_Work task_:
Starting at the line that contains "let blue = Color::from_hsl(240.0, 1.0, 0.5);", return every line down to the end of the records below, exactly as written.

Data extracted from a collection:
──────
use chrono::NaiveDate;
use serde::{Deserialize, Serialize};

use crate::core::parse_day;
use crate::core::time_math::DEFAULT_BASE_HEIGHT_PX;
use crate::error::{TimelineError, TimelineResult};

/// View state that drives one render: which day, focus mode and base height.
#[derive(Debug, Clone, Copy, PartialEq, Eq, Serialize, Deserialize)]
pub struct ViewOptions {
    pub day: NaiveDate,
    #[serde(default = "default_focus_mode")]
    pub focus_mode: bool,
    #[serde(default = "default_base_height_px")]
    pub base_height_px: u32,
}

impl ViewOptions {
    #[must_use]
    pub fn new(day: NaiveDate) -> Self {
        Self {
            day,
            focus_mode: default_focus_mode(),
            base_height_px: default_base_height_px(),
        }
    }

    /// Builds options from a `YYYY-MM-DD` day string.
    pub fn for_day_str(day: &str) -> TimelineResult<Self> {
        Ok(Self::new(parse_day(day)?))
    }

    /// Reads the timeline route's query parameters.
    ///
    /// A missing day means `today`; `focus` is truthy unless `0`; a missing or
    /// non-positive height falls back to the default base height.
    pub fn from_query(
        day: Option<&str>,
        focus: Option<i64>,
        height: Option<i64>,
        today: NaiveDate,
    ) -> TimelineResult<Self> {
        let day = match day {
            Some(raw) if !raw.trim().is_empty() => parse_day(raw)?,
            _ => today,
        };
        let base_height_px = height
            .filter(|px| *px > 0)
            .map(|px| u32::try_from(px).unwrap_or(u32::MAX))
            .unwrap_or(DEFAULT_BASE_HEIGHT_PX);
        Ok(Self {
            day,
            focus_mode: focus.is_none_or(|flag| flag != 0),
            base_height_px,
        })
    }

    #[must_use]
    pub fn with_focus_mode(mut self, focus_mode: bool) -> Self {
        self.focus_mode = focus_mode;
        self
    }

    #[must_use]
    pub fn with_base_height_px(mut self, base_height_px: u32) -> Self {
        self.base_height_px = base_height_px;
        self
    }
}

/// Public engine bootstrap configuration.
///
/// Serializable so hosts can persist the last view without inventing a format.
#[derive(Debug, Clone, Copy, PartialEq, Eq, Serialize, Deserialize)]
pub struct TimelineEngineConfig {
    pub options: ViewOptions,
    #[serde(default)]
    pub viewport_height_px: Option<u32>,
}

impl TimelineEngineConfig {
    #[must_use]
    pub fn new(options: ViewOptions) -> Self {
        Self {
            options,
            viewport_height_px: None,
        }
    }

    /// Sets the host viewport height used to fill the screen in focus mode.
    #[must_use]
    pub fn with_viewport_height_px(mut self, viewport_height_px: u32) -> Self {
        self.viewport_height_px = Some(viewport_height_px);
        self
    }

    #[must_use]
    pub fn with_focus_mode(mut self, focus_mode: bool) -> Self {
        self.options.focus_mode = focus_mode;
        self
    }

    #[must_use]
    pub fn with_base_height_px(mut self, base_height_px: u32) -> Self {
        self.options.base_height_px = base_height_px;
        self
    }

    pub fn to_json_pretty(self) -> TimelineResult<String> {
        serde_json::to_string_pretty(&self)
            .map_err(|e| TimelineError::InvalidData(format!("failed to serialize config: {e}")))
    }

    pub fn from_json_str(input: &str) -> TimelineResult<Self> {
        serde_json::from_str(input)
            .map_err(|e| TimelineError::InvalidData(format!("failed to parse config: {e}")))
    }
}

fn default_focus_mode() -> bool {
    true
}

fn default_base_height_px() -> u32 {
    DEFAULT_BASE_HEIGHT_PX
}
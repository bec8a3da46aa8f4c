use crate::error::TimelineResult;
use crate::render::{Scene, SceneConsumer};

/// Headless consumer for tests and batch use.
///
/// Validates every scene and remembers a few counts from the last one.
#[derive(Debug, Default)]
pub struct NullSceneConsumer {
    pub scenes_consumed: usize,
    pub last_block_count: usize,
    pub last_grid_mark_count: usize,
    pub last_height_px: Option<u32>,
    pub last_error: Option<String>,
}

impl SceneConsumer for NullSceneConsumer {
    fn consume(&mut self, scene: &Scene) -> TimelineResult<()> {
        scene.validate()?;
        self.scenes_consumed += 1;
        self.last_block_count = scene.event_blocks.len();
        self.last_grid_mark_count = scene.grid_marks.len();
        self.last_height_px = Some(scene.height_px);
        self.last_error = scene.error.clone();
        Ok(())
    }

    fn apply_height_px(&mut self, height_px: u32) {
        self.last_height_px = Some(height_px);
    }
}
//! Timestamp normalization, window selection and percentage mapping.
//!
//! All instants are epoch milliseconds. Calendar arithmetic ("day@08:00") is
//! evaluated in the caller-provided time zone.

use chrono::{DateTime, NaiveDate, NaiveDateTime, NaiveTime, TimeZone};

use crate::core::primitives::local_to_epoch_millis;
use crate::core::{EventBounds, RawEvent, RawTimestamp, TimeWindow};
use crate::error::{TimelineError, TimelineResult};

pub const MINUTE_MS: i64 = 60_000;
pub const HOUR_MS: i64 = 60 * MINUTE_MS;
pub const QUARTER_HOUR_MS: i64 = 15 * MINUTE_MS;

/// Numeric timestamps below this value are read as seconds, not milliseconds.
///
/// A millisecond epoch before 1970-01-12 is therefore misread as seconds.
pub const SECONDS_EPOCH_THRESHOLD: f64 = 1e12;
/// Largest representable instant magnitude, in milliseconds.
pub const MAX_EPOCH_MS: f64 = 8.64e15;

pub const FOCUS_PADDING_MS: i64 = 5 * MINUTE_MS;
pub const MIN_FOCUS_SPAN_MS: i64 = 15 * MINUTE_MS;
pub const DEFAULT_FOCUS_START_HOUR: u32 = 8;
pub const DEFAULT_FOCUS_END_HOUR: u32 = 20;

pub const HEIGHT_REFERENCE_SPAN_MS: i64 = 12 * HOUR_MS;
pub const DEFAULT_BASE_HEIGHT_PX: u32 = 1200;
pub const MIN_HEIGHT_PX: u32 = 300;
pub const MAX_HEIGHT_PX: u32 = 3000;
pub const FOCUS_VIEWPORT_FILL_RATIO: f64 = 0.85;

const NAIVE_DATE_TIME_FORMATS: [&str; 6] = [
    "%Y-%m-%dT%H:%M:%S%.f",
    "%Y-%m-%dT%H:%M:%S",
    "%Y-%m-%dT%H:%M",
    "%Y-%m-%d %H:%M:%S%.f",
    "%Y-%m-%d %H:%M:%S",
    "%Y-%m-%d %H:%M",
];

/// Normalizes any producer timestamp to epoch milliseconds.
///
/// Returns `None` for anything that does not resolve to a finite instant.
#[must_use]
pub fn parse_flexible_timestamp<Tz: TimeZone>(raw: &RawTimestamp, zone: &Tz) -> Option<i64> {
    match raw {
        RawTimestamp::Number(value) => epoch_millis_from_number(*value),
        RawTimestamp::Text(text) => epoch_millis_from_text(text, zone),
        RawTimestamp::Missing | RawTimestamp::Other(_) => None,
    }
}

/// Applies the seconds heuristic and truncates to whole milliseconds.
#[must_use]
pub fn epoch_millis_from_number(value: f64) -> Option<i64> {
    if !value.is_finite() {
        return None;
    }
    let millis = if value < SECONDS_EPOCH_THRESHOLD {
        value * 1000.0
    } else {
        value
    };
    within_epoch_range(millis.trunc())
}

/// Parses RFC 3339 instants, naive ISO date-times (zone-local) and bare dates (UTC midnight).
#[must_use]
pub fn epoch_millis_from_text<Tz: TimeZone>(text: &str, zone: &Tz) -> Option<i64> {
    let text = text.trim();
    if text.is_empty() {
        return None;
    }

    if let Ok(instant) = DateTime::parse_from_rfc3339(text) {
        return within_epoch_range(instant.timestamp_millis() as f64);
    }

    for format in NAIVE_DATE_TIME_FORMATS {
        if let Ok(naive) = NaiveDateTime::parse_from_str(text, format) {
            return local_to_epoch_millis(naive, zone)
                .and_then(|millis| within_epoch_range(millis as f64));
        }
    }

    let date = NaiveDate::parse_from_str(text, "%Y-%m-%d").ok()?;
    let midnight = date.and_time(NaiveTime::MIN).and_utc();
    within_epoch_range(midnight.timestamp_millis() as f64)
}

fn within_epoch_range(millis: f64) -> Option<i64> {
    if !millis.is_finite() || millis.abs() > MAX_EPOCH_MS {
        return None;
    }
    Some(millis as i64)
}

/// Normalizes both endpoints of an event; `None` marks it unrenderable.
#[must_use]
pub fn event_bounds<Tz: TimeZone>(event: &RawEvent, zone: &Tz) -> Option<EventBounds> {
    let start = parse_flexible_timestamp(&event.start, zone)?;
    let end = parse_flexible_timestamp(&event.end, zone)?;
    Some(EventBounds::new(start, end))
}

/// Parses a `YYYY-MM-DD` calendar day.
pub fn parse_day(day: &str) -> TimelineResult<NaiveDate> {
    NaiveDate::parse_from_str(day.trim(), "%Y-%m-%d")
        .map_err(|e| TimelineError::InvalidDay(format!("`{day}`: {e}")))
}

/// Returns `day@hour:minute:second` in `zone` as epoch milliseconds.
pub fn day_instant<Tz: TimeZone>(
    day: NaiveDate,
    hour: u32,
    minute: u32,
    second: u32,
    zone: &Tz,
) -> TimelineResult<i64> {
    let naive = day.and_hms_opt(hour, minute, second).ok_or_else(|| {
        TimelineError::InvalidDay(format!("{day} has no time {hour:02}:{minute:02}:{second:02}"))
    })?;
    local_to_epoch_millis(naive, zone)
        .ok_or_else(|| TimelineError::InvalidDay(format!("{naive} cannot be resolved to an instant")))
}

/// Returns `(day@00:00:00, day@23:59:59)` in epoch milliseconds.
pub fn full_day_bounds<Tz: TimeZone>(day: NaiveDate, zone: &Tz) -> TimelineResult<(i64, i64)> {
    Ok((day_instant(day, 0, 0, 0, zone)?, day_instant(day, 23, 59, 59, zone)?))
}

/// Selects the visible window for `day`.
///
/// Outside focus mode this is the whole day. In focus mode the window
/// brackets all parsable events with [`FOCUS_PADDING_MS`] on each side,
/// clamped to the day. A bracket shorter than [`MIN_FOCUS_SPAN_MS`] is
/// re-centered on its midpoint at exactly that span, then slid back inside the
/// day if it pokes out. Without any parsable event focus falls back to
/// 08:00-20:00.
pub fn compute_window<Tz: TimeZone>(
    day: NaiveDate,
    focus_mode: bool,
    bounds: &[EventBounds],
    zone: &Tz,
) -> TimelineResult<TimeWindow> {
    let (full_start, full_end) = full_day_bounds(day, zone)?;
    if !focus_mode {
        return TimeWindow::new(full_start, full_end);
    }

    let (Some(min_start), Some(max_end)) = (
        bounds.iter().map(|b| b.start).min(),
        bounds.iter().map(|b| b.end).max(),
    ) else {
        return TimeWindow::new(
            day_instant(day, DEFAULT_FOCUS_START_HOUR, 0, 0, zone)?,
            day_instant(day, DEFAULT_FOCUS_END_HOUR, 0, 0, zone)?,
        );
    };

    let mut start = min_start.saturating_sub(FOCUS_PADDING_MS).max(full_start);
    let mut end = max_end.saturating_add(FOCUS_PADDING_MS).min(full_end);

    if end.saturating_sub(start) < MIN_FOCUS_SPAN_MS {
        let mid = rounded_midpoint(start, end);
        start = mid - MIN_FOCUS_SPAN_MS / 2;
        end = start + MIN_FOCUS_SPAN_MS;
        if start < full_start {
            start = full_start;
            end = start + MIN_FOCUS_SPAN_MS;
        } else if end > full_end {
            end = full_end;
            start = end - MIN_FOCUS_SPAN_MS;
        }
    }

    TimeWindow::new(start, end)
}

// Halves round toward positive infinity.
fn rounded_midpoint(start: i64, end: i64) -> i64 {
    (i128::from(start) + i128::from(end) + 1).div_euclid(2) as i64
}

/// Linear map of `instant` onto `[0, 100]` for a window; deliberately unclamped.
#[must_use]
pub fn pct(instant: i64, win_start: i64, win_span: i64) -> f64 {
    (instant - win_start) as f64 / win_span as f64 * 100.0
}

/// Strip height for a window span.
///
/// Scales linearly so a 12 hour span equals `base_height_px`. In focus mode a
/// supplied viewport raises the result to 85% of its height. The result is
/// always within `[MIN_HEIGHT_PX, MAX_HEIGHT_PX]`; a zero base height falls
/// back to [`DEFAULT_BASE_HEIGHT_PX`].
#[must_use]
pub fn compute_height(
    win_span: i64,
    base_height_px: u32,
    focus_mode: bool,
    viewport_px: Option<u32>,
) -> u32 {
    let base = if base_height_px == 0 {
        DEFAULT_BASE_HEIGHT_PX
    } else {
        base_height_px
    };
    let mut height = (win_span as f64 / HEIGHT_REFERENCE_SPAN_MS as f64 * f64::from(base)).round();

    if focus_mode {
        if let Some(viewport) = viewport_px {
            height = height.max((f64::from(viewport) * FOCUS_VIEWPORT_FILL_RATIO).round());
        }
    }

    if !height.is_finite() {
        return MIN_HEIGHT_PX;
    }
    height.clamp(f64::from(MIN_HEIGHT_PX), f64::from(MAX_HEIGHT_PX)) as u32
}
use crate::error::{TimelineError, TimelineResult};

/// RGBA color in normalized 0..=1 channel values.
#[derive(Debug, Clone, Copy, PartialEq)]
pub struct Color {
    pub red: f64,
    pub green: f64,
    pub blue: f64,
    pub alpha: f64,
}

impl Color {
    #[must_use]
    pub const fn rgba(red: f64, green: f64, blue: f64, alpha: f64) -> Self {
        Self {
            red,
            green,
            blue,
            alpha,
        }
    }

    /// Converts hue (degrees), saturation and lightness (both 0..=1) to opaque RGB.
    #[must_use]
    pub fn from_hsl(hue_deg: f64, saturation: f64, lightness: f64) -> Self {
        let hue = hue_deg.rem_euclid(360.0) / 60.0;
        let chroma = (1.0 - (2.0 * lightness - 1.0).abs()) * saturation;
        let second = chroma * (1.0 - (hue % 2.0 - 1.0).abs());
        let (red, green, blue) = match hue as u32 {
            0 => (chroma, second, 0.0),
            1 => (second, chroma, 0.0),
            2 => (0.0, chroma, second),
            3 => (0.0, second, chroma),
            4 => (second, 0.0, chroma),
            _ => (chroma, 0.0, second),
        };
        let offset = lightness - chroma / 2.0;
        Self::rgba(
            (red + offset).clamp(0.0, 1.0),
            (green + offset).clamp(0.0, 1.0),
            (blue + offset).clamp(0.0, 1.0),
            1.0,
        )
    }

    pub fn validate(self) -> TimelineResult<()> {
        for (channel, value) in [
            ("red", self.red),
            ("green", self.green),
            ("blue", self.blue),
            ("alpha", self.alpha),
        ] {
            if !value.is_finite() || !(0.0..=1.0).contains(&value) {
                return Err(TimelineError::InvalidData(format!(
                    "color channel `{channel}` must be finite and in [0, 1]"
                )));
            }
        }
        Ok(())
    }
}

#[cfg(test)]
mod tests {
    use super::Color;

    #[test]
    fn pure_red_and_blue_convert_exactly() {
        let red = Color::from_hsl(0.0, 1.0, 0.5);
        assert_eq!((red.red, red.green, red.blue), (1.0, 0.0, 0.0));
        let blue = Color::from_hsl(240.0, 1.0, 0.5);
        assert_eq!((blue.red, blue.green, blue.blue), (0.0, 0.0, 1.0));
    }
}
──────
_Result of this task_:
        let blue = Color::from_hsl(240.0, 1.0, 0.5);
        assert_eq!((blue.red, blue.green, blue.blue), (0.0, 0.0, 1.0));
    }
}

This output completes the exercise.